Reaction mechanism and kinetic modeling of gas-phase thermal decomposition of prototype nitramine compound HMX

Abstract

The combustion, detonation, and explosion chemistry of energetic materials is regulated by the formation and decay of critical intermediates that are generated during the process. In this study, the pyrolysis mechanism of a commonly used cyclic nitramine explosive called octahydro-1,3,5,7-tetranitro-1,3,5,7-tetrazocine, also known as HMX or octogen, has been investigated by performing ab initio based RRKM/master equation analysis coupled with kinetic modeling simulations.
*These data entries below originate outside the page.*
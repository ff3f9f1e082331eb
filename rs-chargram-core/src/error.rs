use thiserror::Error;

/// Result type alias for model construction and persistence.
pub type Result<T> = std::result::Result<T, ModelError>;

/// Errors raised while building, loading or configuring a model.
///
/// Generation never fails: an unknown context degrades to the uniform
/// letter fallback instead of surfacing an error.
#[derive(Debug, Error)]
pub enum ModelError {
	/// The requested gram width is too small to hold a context and a next character.
	#[error("n must be >= 2, got {n}")]
	InvalidOrder { n: usize },

	/// The corpus is shorter than a single n-gram.
	#[error("insufficient data: need at least {required} characters, got {actual}")]
	InsufficientData { required: usize, actual: usize },

	/// No gram would be retained (`top_k` is zero).
	#[error("empty model: no n-gram retained")]
	EmptyModel,

	/// A persisted gram table failed validation.
	#[error("corrupted model: {reason}")]
	CorruptedModel { reason: String },

	/// A configuration value is out of range.
	#[error("invalid configuration: {reason}")]
	InvalidConfig { reason: String },

	#[error("io error: {0}")]
	Io(#[from] std::io::Error),

	#[error("serialization error: {0}")]
	Serialization(#[from] postcard::Error),
}

impl ModelError {
	/// Creates a corrupted model error.
	pub fn corrupted(reason: impl Into<String>) -> Self {
		Self::CorruptedModel { reason: reason.into() }
	}

	/// Creates an invalid configuration error.
	pub fn invalid_config(reason: impl Into<String>) -> Self {
		Self::InvalidConfig { reason: reason.into() }
	}
}
pub mod handler;

pub use handler::*;
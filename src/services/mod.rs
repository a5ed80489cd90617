pub mod executor;
pub mod session_service;

pub use executor::*;
pub use session_service::*;
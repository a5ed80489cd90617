pub mod health;
pub mod sessions;

pub use health::*;
pub use sessions::*;
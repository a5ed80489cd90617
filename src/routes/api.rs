use axum::routing::{get, post, put};
use axum::Router;

use crate::handlers::{
    broadcast_execution_result, create_session, execute_code, get_session, health_check,
    update_code,
};
use crate::AppState;

/// Create API routes
pub fn create_api_routes(state: AppState) -> Router {
    Router::new()
        .route("/health", get(health_check))
        .route("/sessions", post(create_session))
        .route("/sessions/:session_id", get(get_session))
        .route("/sessions/:session_id/code", put(update_code))
        .route("/sessions/:session_id/execute", post(execute_code))
        .route(
            "/sessions/:session_id/execution-result",
            post(broadcast_execution_result),
        )
        .with_state(state)
}
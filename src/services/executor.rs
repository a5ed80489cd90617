use std::time::Instant;

use async_trait::async_trait;

use crate::models::{ExecutionResult, Language, Session};

/// Opaque code-execution collaborator. The real engine lives outside this
/// service; what matters here is the result shape it hands back.
#[async_trait]
pub trait CodeExecutor: Send + Sync {
    async fn execute(&self, session: &Session) -> ExecutionResult;
}

/// Stand-in executor that fabricates language-tagged output without running
/// anything.
pub struct MockExecutor;

#[async_trait]
impl CodeExecutor for MockExecutor {
    async fn execute(&self, session: &Session) -> ExecutionResult {
        let started = Instant::now();

        if session.code.is_empty() {
            return ExecutionResult {
                success: true,
                output: String::new(),
                error: None,
                execution_time: started.elapsed().as_millis() as u64,
            };
        }

        let output = match session.language {
            Language::Javascript => {
                format!("Mock JS Output: ran {} bytes of code\n", session.code.len())
            }
            Language::Python => {
                format!("Mock Python Output: ran {} bytes of code\n", session.code.len())
            }
        };

        ExecutionResult {
            success: true,
            output,
            error: None,
            execution_time: started.elapsed().as_millis() as u64,
        }
    }
}

#[cfg(test)]
mod tests {
    use chrono::Utc;
    use uuid::Uuid;

    use super::*;

    fn session(code: &str, language: Language) -> Session {
        Session {
            id: Uuid::new_v4(),
            code: code.into(),
            language,
            created_at: Utc::now(),
            participants: 0,
        }
    }

    #[tokio::test]
    async fn empty_code_succeeds_with_empty_output() {
        let result = MockExecutor
            .execute(&session("", Language::Javascript))
            .await;
        assert!(result.success);
        assert_eq!(result.output, "");
        assert!(result.error.is_none());
    }

    #[tokio::test]
    async fn output_is_tagged_per_language() {
        let js = MockExecutor
            .execute(&session("console.log(1)", Language::Javascript))
            .await;
        assert!(js.output.contains("Mock JS Output"));

        let py = MockExecutor
            .execute(&session("print(1)", Language::Python))
            .await;
        assert!(py.output.contains("Mock Python Output"));
    }
}
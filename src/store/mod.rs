pub mod memory;
pub mod postgres;

use async_trait::async_trait;
use thiserror::Error;
use uuid::Uuid;

use crate::models::{Language, Session};

pub use memory::MemorySessionStore;
pub use postgres::PostgresSessionStore;

/// Infrastructure failure talking to the storage backend.
///
/// Deliberately distinct from "not found": an absent session is a normal
/// outcome (`Ok(None)`), never an error.
#[derive(Debug, Error)]
pub enum StoreError {
    #[error("storage backend unavailable: {0}")]
    Unavailable(#[source] sqlx::Error),
}

/// Storage contract for session records.
///
/// Conforming backends must keep `participants` non-negative, make the
/// counter operations atomic with respect to each other and to `update`
/// on the same id, and never resurrect a record on `update` of an unknown id.
#[async_trait]
pub trait SessionStore: Send + Sync {
    /// Create a new session with a fresh id, empty code and zero participants.
    async fn create(&self, language: Language) -> Result<Session, StoreError>;

    /// Look up a session by id.
    async fn get(&self, id: Uuid) -> Result<Option<Session>, StoreError>;

    /// Replace the stored record with the same id (last-write-wins at whole
    /// record granularity). Returns `None` when the id no longer exists.
    async fn update(&self, session: Session) -> Result<Option<Session>, StoreError>;

    /// Atomically increment the participant counter.
    async fn increment_participants(&self, id: Uuid) -> Result<Option<Session>, StoreError>;

    /// Atomically decrement the participant counter, clamping at zero.
    async fn decrement_participants(&self, id: Uuid) -> Result<Option<Session>, StoreError>;
}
The potential energy profiles of reaction network were constructed at the DLPNO-CCSD(T)/cc-pV[T,Q]Z level based on B3LYPD3/6-311+G(d,p) optimized geometries. The master equation calculations and kinetic modeling simulations indicated that the N-NO2 bond fission, leading to the formation of HMXR (the radical formed after NO2 loss) and nitro radicals, is the most important channel during the initial decomposition of HMX. The C-N and C-H β-scissions play an important role in the subsequent decomposition of the HMXR radical, with the C-H β-scission to form INT249 being the more favored consumption channel. Furthermore, this study also provided a preliminary exploration into the contribution of bimolecular reactions between HMX and H/OH/NO/NO2 radicals. The kinetic simulation results demonstrated that decomposition through these bimolecular reactions is of negligible importance under the investigated conditions.